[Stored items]
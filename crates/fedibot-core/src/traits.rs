// SPDX-FileCopyrightText: 2026 Fedibot Contributors
// SPDX-License-Identifier: MIT OR Apache-2.0

//! The remote social API seam.
//!
//! The stream processors and the auth flow only ever talk to the network
//! through [`SocialApi`], so tests can substitute a fake that replays a
//! fixed item history or fails on demand.

use async_trait::async_trait;

use crate::error::FedibotError;
use crate::types::{
    AccessToken, AppRegistration, Credentials, NewStatus, Notification, SinceQuery, Status,
};

/// Typed surface of the remote social network's REST API.
///
/// Errors from these calls are unexpected (network/HTTP failures) and
/// propagate, aborting the remainder of the current batch; the caller's
/// cursor is still committed up to the last fully processed item.
#[async_trait]
pub trait SocialApi: Send + Sync {
    /// `POST /api/v1/apps`: register the OAuth app.
    async fn register_app(&self, redirect_uri: &str) -> Result<AppRegistration, FedibotError>;

    /// Build the `GET /oauth/authorize` consent URL the end user must visit.
    fn authorize_url(&self, app: &AppRegistration, redirect_uri: &str) -> String;

    /// `POST /oauth/token`: exchange a one-time code for an access token.
    async fn obtain_token(
        &self,
        app: &AppRegistration,
        code: &str,
        redirect_uri: &str,
    ) -> Result<AccessToken, FedibotError>;

    /// `GET /api/v1/accounts/verify_credentials`.
    async fn verify_credentials(&self, token: &AccessToken) -> Result<Credentials, FedibotError>;

    /// `GET /api/v1/notifications`, newest first.
    async fn notifications(
        &self,
        token: &AccessToken,
        query: &SinceQuery,
    ) -> Result<Vec<Notification>, FedibotError>;

    /// `GET /api/v1/timelines/home`, newest first.
    async fn home_timeline(
        &self,
        token: &AccessToken,
        query: &SinceQuery,
    ) -> Result<Vec<Status>, FedibotError>;

    /// `GET /api/v1/statuses/{id}`.
    async fn status(&self, token: &AccessToken, id: &str) -> Result<Status, FedibotError>;

    /// `POST /api/v1/statuses` with public visibility.
    async fn post_status(
        &self,
        token: &AccessToken,
        new_status: &NewStatus,
    ) -> Result<Status, FedibotError>;

    /// `POST /api/v1/accounts/{id}/follow`.
    async fn follow(&self, token: &AccessToken, account_id: &str) -> Result<(), FedibotError>;

    /// `POST /api/v1/statuses/{id}/favourite`.
    async fn favourite(&self, token: &AccessToken, status_id: &str) -> Result<(), FedibotError>;
}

About this exercise: Write out all the data again, exactly as it appears.

Output below:
filename crates/fedibot-core/src/traits.rs
// SPDX-FileCopyrightText: 2026 Fedibot Contributors
// SPDX-License-Identifier: MIT OR Apache-2.0

//! The remote social API seam.
//!
//! The stream processors and the auth flow only ever talk to the network
//! through [`SocialApi`], so tests can substitute a fake that replays a
//! fixed item history or fails on demand.

use async_trait::async_trait;

use crate::error::FedibotError;
use crate::types::{
    AccessToken, AppRegistration, Credentials, NewStatus, Notification, SinceQuery, Status,
};

/// Typed surface of the remote social network's REST API.
///
/// Errors from these calls are unexpected (network/HTTP failures) and
/// propagate, aborting the remainder of the current batch; the caller's
/// cursor is still committed up to the last fully processed item.
#[async_trait]
pub trait SocialApi: Send + Sync {
    /// `POST /api/v1/apps`: register the OAuth app.
    async fn register_app(&self, redirect_uri: &str) -> Result<AppRegistration, FedibotError>;

    /// Build the `GET /oauth/authorize` consent URL the end user must visit.
    fn authorize_url(&self, app: &AppRegistration, redirect_uri: &str) -> String;

    /// `POST /oauth/token`: exchange a one-time code for an access token.
    async fn obtain_token(
        &self,
        app: &AppRegistration,
        code: &str,
        redirect_uri: &str,
    ) -> Result<AccessToken, FedibotError>;

    /// `GET /api/v1/accounts/verify_credentials`.
    async fn verify_credentials(&self, token: &AccessToken) -> Result<Credentials, FedibotError>;

    /// `GET /api/v1/notifications`, newest first.
    async fn notifications(
        &self,
        token: &AccessToken,
        query: &SinceQuery,
    ) -> Result<Vec<Notification>, FedibotError>;

    /// `GET /api/v1/timelines/home`, newest first.
    async fn home_timeline(
        &self,
        token: &AccessToken,
        query: &SinceQuery,
    ) -> Result<Vec<Status>, FedibotError>;

    /// `GET /api/v1/statuses/{id}`.
    async fn status(&self, token: &AccessToken, id: &str) -> Result<Status, FedibotError>;

    /// `POST /api/v1/statuses` with public visibility.
    async fn post_status(
        &self,
        token: &AccessToken,
        new_status: &NewStatus,
    ) -> Result<Status, FedibotError>;

    /// `POST /api/v1/accounts/{id}/follow`.
    async fn follow(&self, token: &AccessToken, account_id: &str) -> Result<(), FedibotError>;

    /// `POST /api/v1/statuses/{id}/favourite`.
    async fn favourite(&self, token: &AccessToken, status_id: &str) -> Result<(), FedibotError>;
}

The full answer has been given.